**Supplied data**
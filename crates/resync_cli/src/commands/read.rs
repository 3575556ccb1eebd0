//! Read command implementation.

use super::parse_mapping;
use resync_builder::{BuilderConfig, FileFetcher, InventoryBuilder};
use resync_codec::SitemapDocument;
use resync_core::{Inventory, Resource};
use serde::Serialize;

#[derive(Debug, Serialize)]
#[serde(tag = "kind", rename_all = "lowercase")]
enum ReadResult<'a> {
    Urlset { resources: Vec<&'a Resource> },
    Index { sitemaps: Vec<IndexItem> },
}

#[derive(Debug, Serialize)]
struct IndexItem {
    loc: String,
    lastmod: String,
}

/// Runs the read command.
pub fn run(
    source: &str,
    follow_index: bool,
    map: &[String],
    format: &str,
) -> Result<(), Box<dyn std::error::Error>> {
    let mut fetcher = FileFetcher::new();
    for arg in map {
        let (uri, local) = parse_mapping(arg)?;
        fetcher = fetcher.with_mapping(uri, local);
    }
    let builder = InventoryBuilder::new(BuilderConfig::default())?;

    let inventory: Inventory;
    let result = if follow_index {
        inventory = builder.collect_remote(&fetcher, source)?.inventory;
        ReadResult::Urlset {
            resources: inventory.iter().collect(),
        }
    } else {
        match builder.from_remote(&fetcher, source)? {
            SitemapDocument::Urlset(leaf) => {
                inventory = leaf;
                ReadResult::Urlset {
                    resources: inventory.iter().collect(),
                }
            }
            SitemapDocument::Index(index) => ReadResult::Index {
                sitemaps: index
                    .entries()
                    .iter()
                    .map(|entry| IndexItem {
                        loc: entry.loc.clone(),
                        lastmod: resync_codec::format_datetime(entry.lastmod),
                    })
                    .collect(),
            },
        }
    };

    match format {
        "json" => {
            println!("{}", serde_json::to_string_pretty(&result)?);
        }
        _ => print_text_output(&result),
    }

    Ok(())
}

fn print_text_output(result: &ReadResult<'_>) {
    match result {
        ReadResult::Urlset { resources } => {
            println!("Sitemap with {} resources", resources.len());
            for resource in resources {
                let mut line = resource.uri().to_string();
                if let Some(lastmod) = resource.lastmod() {
                    line.push_str(&format!(" lastmod={}", resync_codec::format_datetime(lastmod)));
                }
                if let Some(size) = resource.size() {
                    line.push_str(&format!(" size={size}"));
                }
                if let Some(md5) = resource.md5() {
                    line.push_str(&format!(" md5={md5}"));
                }
                println!("  {line}");
            }
        }
        ReadResult::Index { sitemaps } => {
            println!(
                "Sitemapindex with {} sitemaps (use --follow-index to read them)",
                sitemaps.len()
            );
            for item in sitemaps {
                println!("  {} lastmod={}", item.loc, item.lastmod);
            }
        }
    }
}
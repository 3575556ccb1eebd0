//! Snapshot of a resource set.

use crate::resource::Resource;
use std::collections::BTreeMap;

/// A full snapshot of the resources in a repository, keyed by URI.
///
/// Iteration is always in ascending URI order, independent of the order
/// in which resources were added. Encoders rely on this for deterministic
/// output.
///
/// Two inventories are equal when they hold the same URIs and every pair
/// of resources agrees on all fields (see [`Resource::same_fields`]).
#[derive(Debug, Clone, Default)]
pub struct Inventory {
    resources: BTreeMap<String, Resource>,
}

impl Inventory {
    /// Creates an empty inventory.
    pub fn new() -> Self {
        Self::default()
    }

    /// Adds a resource, replacing any resource with the same URI.
    ///
    /// Returns the replaced resource, if any.
    pub fn add(&mut self, resource: Resource) -> Option<Resource> {
        self.resources.insert(resource.uri().to_string(), resource)
    }

    /// Removes the resource with the given URI.
    pub fn remove(&mut self, uri: &str) -> Option<Resource> {
        self.resources.remove(uri)
    }

    /// Returns the resource with the given URI.
    pub fn get(&self, uri: &str) -> Option<&Resource> {
        self.resources.get(uri)
    }

    /// Returns true if a resource with the given URI exists.
    pub fn contains(&self, uri: &str) -> bool {
        self.resources.contains_key(uri)
    }

    /// Returns the number of resources.
    pub fn len(&self) -> usize {
        self.resources.len()
    }

    /// Returns true if the inventory has no resources.
    pub fn is_empty(&self) -> bool {
        self.resources.is_empty()
    }

    /// Iterates resources in ascending URI order.
    pub fn iter(&self) -> impl ExactSizeIterator<Item = &Resource> + Clone + '_ {
        self.resources.values()
    }

    /// Iterates URIs in ascending order.
    pub fn uris(&self) -> impl Iterator<Item = &str> + '_ {
        self.resources.keys().map(String::as_str)
    }

    /// Merges another inventory into this one.
    ///
    /// Entries of `other` overwrite entries with the same URI.
    pub fn merge(&mut self, other: Inventory) {
        self.resources.extend(other.resources);
    }

    /// Splits the sorted resource list into consecutive chunks.
    ///
    /// Every chunk except possibly the last holds exactly `size` resources.
    /// A `size` of zero is treated as one.
    pub fn chunks(&self, size: usize) -> Vec<Vec<&Resource>> {
        let size = size.max(1);
        let all: Vec<&Resource> = self.resources.values().collect();
        all.chunks(size).map(<[&Resource]>::to_vec).collect()
    }
}

impl PartialEq for Inventory {
    fn eq(&self, other: &Self) -> bool {
        self.len() == other.len()
            && self
                .iter()
                .zip(other.iter())
                .all(|(a, b)| a.same_fields(b))
    }
}

impl Eq for Inventory {}

impl Extend<Resource> for Inventory {
    fn extend<T: IntoIterator<Item = Resource>>(&mut self, iter: T) {
        for resource in iter {
            self.add(resource);
        }
    }
}

impl FromIterator<Resource> for Inventory {
    fn from_iter<T: IntoIterator<Item = Resource>>(iter: T) -> Self {
        let mut inventory = Inventory::new();
        inventory.extend(iter);
        inventory
    }
}

impl<'a> IntoIterator for &'a Inventory {
    type Item = &'a Resource;
    type IntoIter = std::collections::btree_map::Values<'a, String, Resource>;

    fn into_iter(self) -> Self::IntoIter {
        self.resources.values()
    }
}

impl IntoIterator for Inventory {
    type Item = Resource;
    type IntoIter = std::collections::btree_map::IntoValues<String, Resource>;

    fn into_iter(self) -> Self::IntoIter {
        self.resources.into_values()
    }
}
//! W3C datetime formatting and parsing.

use chrono::{DateTime, NaiveDate, NaiveDateTime, SecondsFormat, Utc};

/// Formats a timestamp as RFC 3339 in UTC with a `Z` suffix.
///
/// Fractional seconds are written only when present.
pub fn format_datetime(dt: DateTime<Utc>) -> String {
    dt.to_rfc3339_opts(SecondsFormat::AutoSi, true)
}

/// Parses a W3C datetime.
///
/// Accepts RFC 3339 with any offset, a naive `YYYY-MM-DDThh:mm:ss[.f]`
/// (taken as UTC), minute precision with an offset, and a bare date
/// (midnight UTC). Returns `None` for anything else.
pub fn parse_datetime(s: &str) -> Option<DateTime<Utc>> {
    let s = s.trim();
    let zoned = match s.strip_suffix('Z').or_else(|| s.strip_suffix('z')) {
        Some(rest) => format!("{rest}+00:00"),
        None => s.to_string(),
    };

    if let Ok(dt) = DateTime::parse_from_rfc3339(&zoned) {
        return Some(dt.with_timezone(&Utc));
    }
    if let Ok(dt) = DateTime::parse_from_str(&zoned, "%Y-%m-%dT%H:%M%:z") {
        return Some(dt.with_timezone(&Utc));
    }
    for format in ["%Y-%m-%dT%H:%M:%S%.f", "%Y-%m-%dT%H:%M"] {
        if let Ok(naive) = NaiveDateTime::parse_from_str(s, format) {
            return Some(naive.and_utc());
        }
    }
    NaiveDate::parse_from_str(s, "%Y-%m-%d")
        .ok()
        .and_then(|date| date.and_hms_opt(0, 0, 0))
        .map(|naive| naive.and_utc())
}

**Your assignment**
Reproduce every line from the preceding data in which the word "local" can be found.

**Exercise answer**
        let (uri, local) = parse_mapping(arg)?;
        fetcher = fetcher.with_mapping(uri, local);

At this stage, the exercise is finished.